I have nothing else to say because others have already written more eloquent things previously.


(Elmo) #58

Thanks, @FrankoBear - the shinyapps page is interesting.

I still think Ivor’s cherry-picking and misstatements about the actual data really render him in a bad light here.

Mark, both the prior 5 years and 10 years in the UK were in a noticeable uptrend for mortality. The difference of those weeks versus the chosen-by-you 5 year average is less than 4%. Alex Selby’s comments are sound. I don’t know what December 2019 was like, but Alex’s point included it, and if it too was ‘positive’ (like the first two weeks of 2020) then it would further dilute things.

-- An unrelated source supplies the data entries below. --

//! Minter variants, quota enforcement, and shard selection.
//!
//! Each [`MinterVariant`] owns a [`MinterPolicy`] chosen once when the
//! token's metadata is resolved ([`classify_minter`]). The quota engine
//! ([`resolve_mint_amount`]) then drives the per-instance state machine:
//!
//! - `Unprimed` with a premine: the mint must release exactly the premine.
//! - `Premined` (or no premine): the request defaults to `limit`, is capped
//!   by the variant, must not exceed `limit`, and is finalized by the variant.

use std::sync::Mutex;

use rand::rngs::StdRng;
use rand::{Rng, SeedableRng};
use sdk_core::{MinterState, MinterVariant, ScaledTokenInfo};
use tracing::warn;

use crate::SdkError;

// ---------------------------------------------------------------------------
// MinterPolicy
// ---------------------------------------------------------------------------

/// Per-variant mint rules.
pub trait MinterPolicy: Send + Sync {
    fn variant(&self) -> MinterVariant;

    /// State of the minter a deploy reveal creates.
    fn initial_state(&self, info: &ScaledTokenInfo) -> MinterState;

    /// Supply the instance can still release, in base units.
    fn remaining_supply(&self, state: &MinterState, info: &ScaledTokenInfo) -> u128;

    /// Clamp a post-premine request before the `limit` ceiling is checked.
    fn cap(&self, requested: u128, state: &MinterState, info: &ScaledTokenInfo) -> u128;

    /// Adjust an accepted post-premine amount to what the contract releases.
    fn finalize(&self, amount: u128, info: &ScaledTokenInfo) -> u128;

    /// State after a successful mint of `amount`.
    fn advance(&self, state: &MinterState, amount: u128, info: &ScaledTokenInfo) -> MinterState;
}

/// Decaying supply: each mint draws its amount from a tracked remainder.
pub struct OpenMinterV1;

impl MinterPolicy for OpenMinterV1 {
    fn variant(&self) -> MinterVariant {
        MinterVariant::OpenMinterV1
    }

    fn initial_state(&self, info: &ScaledTokenInfo) -> MinterState {
        MinterState {
            is_premined: false,
            remaining: info.max_supply.saturating_sub(info.premine),
        }
    }

    fn remaining_supply(&self, state: &MinterState, _info: &ScaledTokenInfo) -> u128 {
        state.remaining
    }

    fn cap(&self, requested: u128, state: &MinterState, info: &ScaledTokenInfo) -> u128 {
        let remaining = self.remaining_supply(state, info);
        if remaining < info.limit {
            warn!(remaining, limit = info.limit, "minter supply below limit, minting the remainder");
        }
        requested.min(remaining)
    }

    fn finalize(&self, amount: u128, _info: &ScaledTokenInfo) -> u128 {
        amount
    }

    fn advance(&self, state: &MinterState, amount: u128, _info: &ScaledTokenInfo) -> MinterState {
        if !state.is_premined {
            return MinterState {
                is_premined: true,
                remaining: state.remaining,
            };
        }
        MinterState {
            is_premined: true,
            remaining: state.remaining.saturating_sub(amount),
        }
    }
}

/// Fixed slice: every mint past the premine releases exactly `limit`.
pub struct OpenMinterV2;

impl MinterPolicy for OpenMinterV2 {
    fn variant(&self) -> MinterVariant {
        MinterVariant::OpenMinterV2
    }

    fn initial_state(&self, info: &ScaledTokenInfo) -> MinterState {
        let remaining = match info.limit {
            0 => 0,
            limit => info.max_supply.saturating_sub(info.premine) / limit,
        };
        MinterState {
            is_premined: false,
            remaining,
        }
    }

    fn remaining_supply(&self, state: &MinterState, info: &ScaledTokenInfo) -> u128 {
        state.remaining.saturating_mul(info.limit)
    }

    fn cap(&self, requested: u128, state: &MinterState, _info: &ScaledTokenInfo) -> u128 {
        if state.remaining == 0 { 0 } else { requested }
    }

    fn finalize(&self, amount: u128, info: &ScaledTokenInfo) -> u128 {
        if amount != info.limit {
            warn!(requested = amount, limit = info.limit, "minter releases exactly limit per mint");
        }
        info.limit
    }

    fn advance(&self, state: &MinterState, _amount: u128, _info: &ScaledTokenInfo) -> MinterState {
        if !state.is_premined {
            return MinterState {
                is_premined: true,
                remaining: state.remaining,
            };
        }
        MinterState {
            is_premined: true,
            remaining: state.remaining.saturating_sub(1),
        }
    }
}

/// Dispatch a variant to its policy.
pub fn policy_for(variant: MinterVariant) -> &'static dyn MinterPolicy {
    match variant {
        MinterVariant::OpenMinterV1 => &OpenMinterV1,
        MinterVariant::OpenMinterV2 => &OpenMinterV2,
    }
}

/// Classify a minter by its artifact hash.
///
/// # Errors
///
/// Returns [`SdkError::UnknownMinter`] for unrecognized hashes.
pub fn classify_minter(md5: &str) -> Result<&'static dyn MinterPolicy, SdkError> {
    match MinterVariant::from_md5(md5) {
        Some(variant) => Ok(policy_for(variant)),
        None => {
            warn!(minter_md5 = md5, "unknown minter");
            Err(SdkError::UnknownMinter)
        }
    }
}

// ---------------------------------------------------------------------------
// Quota engine
// ---------------------------------------------------------------------------

/// Outcome of quota resolution for one mint call.
#[derive(Debug, Clone, Copy, PartialEq, Eq)]
pub struct MintQuota {
    /// Base units the mint will release.
    pub amount: u128,

    /// Whether this mint is the `Unprimed -> Premined` transition.
    pub is_premine: bool,
}

/// Resolve the amount a mint call releases, or reject it.
///
/// `requested` is in base units; `None` selects the default (premine for an
/// unprimed minter, otherwise `limit`).
///
/// # Errors
///
/// Returns [`SdkError::QuotaViolation`] when an unprimed premine mint asks
/// for anything but the premine, when the capped amount exceeds `limit`, or
/// when nothing is left to mint.
pub fn resolve_mint_amount(
    policy: &dyn MinterPolicy,
    info: &ScaledTokenInfo,
    state: &MinterState,
    requested: Option<u128>,
) -> Result<MintQuota, SdkError> {
    if !state.is_premined && info.premine > 0 {
        let amount = requested.unwrap_or(info.premine);
        if amount != info.premine {
            warn!(amount, premine = info.premine, "first mint must equal the premine");
            return Err(SdkError::QuotaViolation);
        }
        return Ok(MintQuota {
            amount,
            is_premine: true,
        });
    }

    let capped = policy.cap(requested.unwrap_or(info.limit), state, info);
    if capped == 0 {
        warn!(variant = %policy.variant(), "nothing left to mint");
        return Err(SdkError::QuotaViolation);
    }
    if capped > info.limit {
        warn!(amount = capped, limit = info.limit, "mint amount exceeds limit");
        return Err(SdkError::QuotaViolation);
    }

    Ok(MintQuota {
        amount: policy.finalize(capped, info),
        is_premine: false,
    })
}

// ---------------------------------------------------------------------------
// Shard selection
// ---------------------------------------------------------------------------

/// Source of minter shard offsets.
pub trait ShardPicker: Send + Sync {
    /// Pick an offset in `0..shard_bound(count)`. `count` is at least 1.
    fn pick(&self, count: usize) -> usize;
}

/// Exclusive upper bound for the offset among `count` instances.
///
/// The last instance is never picked unless it is the only one.
pub fn shard_bound(count: usize) -> usize {
    count.saturating_sub(1).max(1)
}

/// Uniform offsets from the thread-local RNG.
pub struct RandomShardPicker;

impl ShardPicker for RandomShardPicker {
    fn pick(&self, count: usize) -> usize {
        rand::thread_rng().gen_range(0..shard_bound(count))
    }
}

/// Uniform offsets from a seeded RNG, reproducible across runs.
pub struct SeededShardPicker {
    rng: Mutex<StdRng>,
}

impl SeededShardPicker {
    pub fn new(seed: u64) -> Self {
        Self {
            rng: Mutex::new(StdRng::seed_from_u64(seed)),
        }
    }
}

impl ShardPicker for SeededShardPicker {
    fn pick(&self, count: usize) -> usize {
        self.rng.lock().unwrap().gen_range(0..shard_bound(count))
    }
}

/// Always the same offset, clamped into range.
pub struct FixedShardPicker(pub usize);

impl ShardPicker for FixedShardPicker {
    fn pick(&self, count: usize) -> usize {
        self.0.min(shard_bound(count) - 1)
    }
}

// ---------------------------------------------------------------------------
// Tests
// ---------------------------------------------------------------------------

#[cfg(test)]
mod tests {
    use super::*;

    const UNIT: u128 = 100_000_000;

    fn info(premine: u128, limit: u128) -> ScaledTokenInfo {
        ScaledTokenInfo {
            decimals: 8,
            max_supply: 21_000_000 * UNIT,
            limit: limit * UNIT,
            premine: premine * UNIT,
        }
    }

    fn primed(remaining: u128) -> MinterState {
        MinterState {
            is_premined: true,
            remaining,
        }
    }

    #[test]
    fn classify_known_and_unknown() {
        assert_eq!(
            classify_minter(MinterVariant::OpenMinterV1.md5()).unwrap().variant(),
            MinterVariant::OpenMinterV1
        );
        assert_eq!(classify_minter("ffff").err(), Some(SdkError::UnknownMinter));
    }

    #[test]
    fn unprimed_requires_exact_premine() {
        let info = info(1000, 500);
        let state = OpenMinterV2.initial_state(&info);

        for requested in [1, 500 * UNIT, 999 * UNIT, 1001 * UNIT] {
            assert_eq!(
                resolve_mint_amount(&OpenMinterV2, &info, &state, Some(requested)),
                Err(SdkError::QuotaViolation)
            );
        }

        let quota = resolve_mint_amount(&OpenMinterV2, &info, &state, Some(1000 * UNIT)).unwrap();
        assert!(quota.is_premine);
        assert_eq!(quota.amount, 1000 * UNIT);
        assert!(OpenMinterV2.advance(&state, quota.amount, &info).is_premined);
    }

    #[test]
    fn unprimed_defaults_to_premine() {
        let info = info(1000, 500);
        let state = OpenMinterV1.initial_state(&info);
        let quota = resolve_mint_amount(&OpenMinterV1, &info, &state, None).unwrap();
        assert_eq!(quota.amount, info.premine);
    }

    #[test]
    fn primed_rejects_above_limit() {
        let info = info(1000, 500);
        assert_eq!(
            resolve_mint_amount(&OpenMinterV2, &info, &primed(10), Some(501 * UNIT)),
            Err(SdkError::QuotaViolation)
        );
        assert_eq!(
            resolve_mint_amount(&OpenMinterV1, &info, &primed(5000 * UNIT), Some(800 * UNIT)),
            Err(SdkError::QuotaViolation)
        );
    }

    #[test]
    fn v1_clamps_to_remaining_supply() {
        let info = info(1000, 500);
        let quota =
            resolve_mint_amount(&OpenMinterV1, &info, &primed(500 * UNIT), Some(800 * UNIT))
                .unwrap();
        assert_eq!(quota.amount, 500 * UNIT);

        let quota =
            resolve_mint_amount(&OpenMinterV1, &info, &primed(120 * UNIT), None).unwrap();
        assert_eq!(quota.amount, 120 * UNIT);
    }

    #[test]
    fn v2_coerces_to_limit() {
        let info = info(0, 500);
        let quota =
            resolve_mint_amount(&OpenMinterV2, &info, &primed(3), Some(100 * UNIT)).unwrap();
        assert_eq!(quota.amount, 500 * UNIT);
        assert!(!quota.is_premine);
    }

    #[test]
    fn exhausted_supply_rejected() {
        let info = info(0, 500);
        assert_eq!(
            resolve_mint_amount(&OpenMinterV1, &info, &primed(0), None),
            Err(SdkError::QuotaViolation)
        );
        assert_eq!(
            resolve_mint_amount(&OpenMinterV2, &info, &primed(0), None),
            Err(SdkError::QuotaViolation)
        );
    }

    #[test]
    fn no_premine_starts_effectively_primed() {
        let info = info(0, 500);
        let state = OpenMinterV1.initial_state(&info);
        assert_eq!(
            resolve_mint_amount(&OpenMinterV1, &info, &state, Some(600 * UNIT)),
            Err(SdkError::QuotaViolation)
        );
        let quota = resolve_mint_amount(&OpenMinterV1, &info, &state, None).unwrap();
        assert_eq!(quota.amount, info.limit);
    }

    #[test]
    fn supply_accounting_per_variant() {
        let info = info(1000, 500);
        let v1 = OpenMinterV1.initial_state(&info);
        assert_eq!(v1.remaining, info.max_supply - info.premine);

        let v2 = OpenMinterV2.initial_state(&info);
        assert_eq!(v2.remaining, (21_000_000 - 1000) / 500);
        assert_eq!(
            OpenMinterV2.remaining_supply(&v2, &info),
            info.max_supply - info.premine
        );

        let after = OpenMinterV1.advance(&primed(600 * UNIT), 500 * UNIT, &info);
        assert_eq!(after.remaining, 100 * UNIT);
        let after = OpenMinterV2.advance(&primed(3), info.limit, &info);
        assert_eq!(after.remaining, 2);
    }

    #[test]
    fn shard_offsets_stay_in_range() {
        assert_eq!(shard_bound(1), 1);
        assert_eq!(shard_bound(2), 1);
        assert_eq!(shard_bound(5), 4);

        let random = RandomShardPicker;
        for count in 1..20 {
            for _ in 0..20 {
                assert!(random.pick(count) < shard_bound(count));
            }
        }
        assert_eq!(FixedShardPicker(9).pick(3), 1);
        assert_eq!(FixedShardPicker(0).pick(1), 0);
    }

    #[test]
    fn seeded_picker_is_reproducible() {
        let a = SeededShardPicker::new(7);
        let b = SeededShardPicker::new(7);
        let xs: Vec<_> = (0..16).map(|_| a.pick(10)).collect();
        let ys: Vec<_> = (0..16).map(|_| b.pick(10)).collect();
        assert_eq!(xs, ys);
        assert!(xs.iter().all(|x| *x < 9));
    }
}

Ivor’s deal was comparing 2019 with 2018. Choosing 2018 is cherry-picking indeed, rather like climate change deniers picking 1998. Prior to 2018, we’d have to go back to 1999 or earlier to find a higher mortality number than 2018 - and this is with an increasing population all the time.

If, after 2018, mortality declined slightly, it would be no surprise. Yet Ivor acts like it’s a big thing, and he is false there.

“Maybe there was a bit of “dry tinder” about after all.” Well of course, but that’s not because of any substantial thing that happened in 2019. The UK had weeks where the mortality rate went to more than 100% above normal, due to Covid-19. This was not due to a less-than-4% difference in mortality in certain prior weeks.

There is a LOT of “dry tinder” and yearly mortality fluctuations in the past 5, 10, 20 etc. years does not change this. Lots of old people and people with multiple comorbidities in the UK. We all know pretty much who are vulnerable, correct? People with multiple comorbidities and especially the elderly within that group. Even with the deaths thus far this, year, there is still a LOT of “dry tinder” left.


('Jackie P') #59

Maybe you might prefer this guy! Short, snappy and to the point! :no_mouth:

#60

@CrackerJax

False what he’s saying. There’s many young covid long haulers with post covid fibrosis and thromboembolism complications that aren’t being taken seriously by doctors.